[Stored items]
■ ■ ■ ■ ■
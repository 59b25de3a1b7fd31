//! API routing
//!
//! # Structure
//!
//! - [`health`] - welcome and health check
//! - [`auth`] - admin authentication
//! - [`products`] - catalog management
//! - [`orders`] - checkout, lifecycle and sales statistics

pub mod auth;
pub mod health;
pub mod orders;
pub mod products;

use axum::Router;
use tower_http::cors::CorsLayer;
use tower_http::trace::TraceLayer;

use crate::core::ServerState;

/// Assemble the full application router
pub fn router(state: ServerState) -> Router {
    Router::new()
        .merge(health::router())
        .merge(auth::router())
        .merge(products::router())
        .merge(orders::router())
        .layer(TraceLayer::new_for_http())
        .layer(CorsLayer::permissive())
        .with_state(state)
}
■ ■ ■ ■ ■
● **WHAT YOU HAVE TO DO**:
Filter the entries by the string "products" and copy each matching line.

● **YOUR RESPONSE**:
//! - [`products`] - catalog management
pub mod products;
        .merge(products::router())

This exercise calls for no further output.